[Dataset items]

══════

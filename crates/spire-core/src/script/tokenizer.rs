//! DApp script tokenizer — converts program text into a token stream
//!
//! Handles: keywords, identifiers, string literals (single or double quoted),
//! integer/float literals, operators and punctuation.
//! Line (`//`) and block (`/* */`) comments are discarded.
//!
//! Guarantees:
//! - Deterministic: same input always produces same token stream
//! - Every error carries a line:column position

use crate::{Error, Result};

/// Token types for DApp script syntax
#[derive(Debug, Clone, PartialEq)]
pub enum Token {
    // Keywords
    Let,
    If,
    Else,
    While,
    For,
    Of,
    Return,
    Throw,
    Break,
    Continue,

    // Literals
    StringLiteral(String),
    IntegerLiteral(i64),
    FloatLiteral(f64),
    BooleanLiteral(bool),
    Null,

    // Punctuation
    LBrace,    // {
    RBrace,    // }
    LBracket,  // [
    RBracket,  // ]
    LParen,    // (
    RParen,    // )
    Colon,     // :
    Comma,     // ,
    Semicolon, // ;
    Dot,       // .
    Question,  // ?

    // Operators
    Assign,      // =
    PlusAssign,  // +=
    MinusAssign, // -=
    Plus,        // +
    Minus,       // -
    Star,        // *
    Slash,       // /
    Percent,     // %
    Bang,        // !
    EqEq,        // == or ===
    NotEq,       // != or !==
    Lt,          // <
    Le,          // <=
    Gt,          // >
    Ge,          // >=
    AndAnd,      // &&
    OrOr,        // ||

    // Other
    Identifier(String),
    Eof,
}

/// Position in source text for error reporting
#[derive(Debug, Clone, PartialEq)]
pub struct Span {
    pub line: usize,
    pub column: usize,
    pub offset: usize,
}

impl std::fmt::Display for Span {
    fn fmt(&self, f: &mut std::fmt::Formatter) -> std::fmt::Result {
        write!(f, "{}:{}", self.line, self.column)
    }
}

/// Token with source position
#[derive(Debug, Clone, PartialEq)]
pub struct SpannedToken {
    pub token: Token,
    pub span: Span,
}

/// Tokenizer for DApp program text
pub struct Tokenizer {
    input: Vec<char>,
    position: usize,
    line: usize,
    column: usize,
}

impl Tokenizer {
    /// Create a new tokenizer for the given program text
    pub fn new(text: &str) -> Self {
        Tokenizer {
            input: text.chars().collect(),
            position: 0,
            line: 1,
            column: 1,
        }
    }

    /// Tokenize the entire input into a stream of spanned tokens
    pub fn tokenize(&mut self) -> Result<Vec<SpannedToken>> {
        let mut tokens = Vec::new();

        loop {
            self.skip_whitespace_and_comments()?;

            if self.is_at_end() {
                tokens.push(SpannedToken {
                    token: Token::Eof,
                    span: self.current_span(),
                });
                break;
            }

            let token = self.next_token()?;
            tokens.push(token);
        }

        Ok(tokens)
    }

    // ── Character helpers ──────────────────────────────────

    fn is_at_end(&self) -> bool {
        self.position >= self.input.len()
    }

    fn peek(&self) -> Option<char> {
        self.input.get(self.position).copied()
    }

    fn peek_ahead(&self, offset: usize) -> Option<char> {
        self.input.get(self.position + offset).copied()
    }

    fn advance(&mut self) -> Option<char> {
        let ch = self.input.get(self.position).copied();
        if let Some(c) = ch {
            self.position += 1;
            if c == '\n' {
                self.line += 1;
                self.column = 1;
            } else {
                self.column += 1;
            }
        }
        ch
    }

    /// Consume `expected` if it is the next character
    fn eat(&mut self, expected: char) -> bool {
        if self.peek() == Some(expected) {
            self.advance();
            true
        } else {
            false
        }
    }

    fn current_span(&self) -> Span {
        Span {
            line: self.line,
            column: self.column,
            offset: self.position,
        }
    }

    // ── Whitespace & Comments ──────────────────────────────

    fn skip_whitespace_and_comments(&mut self) -> Result<()> {
        loop {
            while let Some(ch) = self.peek() {
                if ch.is_whitespace() {
                    self.advance();
                } else {
                    break;
                }
            }

            if self.peek() == Some('/') && self.peek_ahead(1) == Some('/') {
                while let Some(ch) = self.peek() {
                    if ch == '\n' {
                        break;
                    }
                    self.advance();
                }
                continue;
            }

            if self.peek() == Some('/') && self.peek_ahead(1) == Some('*') {
                let span = self.current_span();
                self.advance();
                self.advance();
                loop {
                    match self.advance() {
                        None => {
                            return Err(Error::Syntax(format!(
                                "Unterminated block comment starting at {}",
                                span
                            )));
                        }
                        Some('*') if self.peek() == Some('/') => {
                            self.advance();
                            break;
                        }
                        Some(_) => {}
                    }
                }
                continue;
            }

            return Ok(());
        }
    }

    // ── Main dispatch ──────────────────────────────────────

    fn next_token(&mut self) -> Result<SpannedToken> {
        let span = self.current_span();
        let ch = match self.advance() {
            Some(c) => c,
            None => {
                return Ok(SpannedToken {
                    token: Token::Eof,
                    span,
                })
            }
        };

        let token = match ch {
            '{' => Token::LBrace,
            '}' => Token::RBrace,
            '[' => Token::LBracket,
            ']' => Token::RBracket,
            '(' => Token::LParen,
            ')' => Token::RParen,
            ':' => Token::Colon,
            ',' => Token::Comma,
            ';' => Token::Semicolon,
            '.' => Token::Dot,
            '?' => Token::Question,
            '*' => Token::Star,
            '/' => Token::Slash,
            '%' => Token::Percent,
            '+' if self.eat('=') => Token::PlusAssign,
            '+' => Token::Plus,
            '-' if self.eat('=') => Token::MinusAssign,
            '-' => Token::Minus,
            '=' if self.eat('=') => {
                self.eat('=');
                Token::EqEq
            }
            '=' => Token::Assign,
            '!' if self.eat('=') => {
                self.eat('=');
                Token::NotEq
            }
            '!' => Token::Bang,
            '<' if self.eat('=') => Token::Le,
            '<' => Token::Lt,
            '>' if self.eat('=') => Token::Ge,
            '>' => Token::Gt,
            '&' if self.eat('&') => Token::AndAnd,
            '|' if self.eat('|') => Token::OrOr,
            '"' | '\'' => return self.read_string(ch, span),
            c if c.is_ascii_digit() => return self.read_number(span),
            c if c.is_ascii_alphabetic() || c == '_' || c == '$' => {
                return Ok(self.read_identifier_or_keyword(span))
            }
            _ => {
                return Err(Error::Syntax(format!(
                    "Unexpected character '{}' at {}",
                    ch, span
                )))
            }
        };

        Ok(SpannedToken { token, span })
    }

    // ── String literals ────────────────────────────────────

    /// Read a string literal; the opening quote is already consumed
    fn read_string(&mut self, quote: char, span: Span) -> Result<SpannedToken> {
        let mut value = String::new();

        loop {
            match self.advance() {
                None | Some('\n') => {
                    return Err(Error::Syntax(format!(
                        "Unterminated string starting at {}",
                        span
                    )));
                }
                Some(c) if c == quote => break,
                Some('\\') => match self.advance() {
                    Some('n') => value.push('\n'),
                    Some('t') => value.push('\t'),
                    Some('r') => value.push('\r'),
                    Some('\\') => value.push('\\'),
                    Some('"') => value.push('"'),
                    Some('\'') => value.push('\''),
                    Some(c) => {
                        return Err(Error::Syntax(format!(
                            "Invalid escape sequence '\\{}' at {}",
                            c,
                            self.current_span()
                        )));
                    }
                    None => {
                        return Err(Error::Syntax(format!(
                            "Unterminated escape sequence at {}",
                            self.current_span()
                        )));
                    }
                },
                Some(c) => value.push(c),
            }
        }

        Ok(SpannedToken {
            token: Token::StringLiteral(value),
            span,
        })
    }

    // ── Numbers ────────────────────────────────────────────

    /// Read a number literal; its first digit is already consumed
    fn read_number(&mut self, span: Span) -> Result<SpannedToken> {
        let start = self.position - 1;
        let mut is_float = false;

        while matches!(self.peek(), Some(c) if c.is_ascii_digit()) {
            self.advance();
        }

        // Fraction only when a digit follows the dot, so `1.x` stays a member access
        if self.peek() == Some('.') && matches!(self.peek_ahead(1), Some(c) if c.is_ascii_digit())
        {
            is_float = true;
            self.advance();
            while matches!(self.peek(), Some(c) if c.is_ascii_digit()) {
                self.advance();
            }
        }

        if matches!(self.peek(), Some('e') | Some('E')) {
            let signed = matches!(self.peek_ahead(1), Some('+') | Some('-'));
            let digit_at = if signed { 2 } else { 1 };
            if matches!(self.peek_ahead(digit_at), Some(c) if c.is_ascii_digit()) {
                is_float = true;
                for _ in 0..digit_at {
                    self.advance();
                }
                while matches!(self.peek(), Some(c) if c.is_ascii_digit()) {
                    self.advance();
                }
            }
        }

        let text: String = self.input[start..self.position].iter().collect();

        let token = if is_float {
            let val: f64 = text
                .parse()
                .map_err(|_| Error::Syntax(format!("Invalid float '{}' at {}", text, span)))?;
            if !val.is_finite() {
                return Err(Error::Syntax(format!(
                    "Number '{}' out of range at {}",
                    text, span
                )));
            }
            Token::FloatLiteral(val)
        } else {
            let val: i64 = text
                .parse()
                .map_err(|_| Error::Syntax(format!("Invalid integer '{}' at {}", text, span)))?;
            Token::IntegerLiteral(val)
        };

        Ok(SpannedToken { token, span })
    }

    // ── Identifiers & Keywords ─────────────────────────────

    /// Read an identifier or keyword; its first character is already consumed
    fn read_identifier_or_keyword(&mut self, span: Span) -> SpannedToken {
        let start = self.position - 1;

        while let Some(ch) = self.peek() {
            if ch.is_ascii_alphanumeric() || ch == '_' || ch == '$' {
                self.advance();
            } else {
                break;
            }
        }

        let text: String = self.input[start..self.position].iter().collect();

        let token = match text.as_str() {
            "let" | "const" | "var" => Token::Let,
            "if" => Token::If,
            "else" => Token::Else,
            "while" => Token::While,
            "for" => Token::For,
            "of" => Token::Of,
            "return" => Token::Return,
            "throw" => Token::Throw,
            "break" => Token::Break,
            "continue" => Token::Continue,
            "true" => Token::BooleanLiteral(true),
            "false" => Token::BooleanLiteral(false),
            "null" | "undefined" => Token::Null,
            _ => Token::Identifier(text),
        };

        SpannedToken { token, span }
    }
}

══════

Report all lines of the data above that include the string "already".

    /// Read a string literal; the opening quote is already consumed
    /// Read a number literal; its first digit is already consumed
    /// Read an identifier or keyword; its first character is already consumed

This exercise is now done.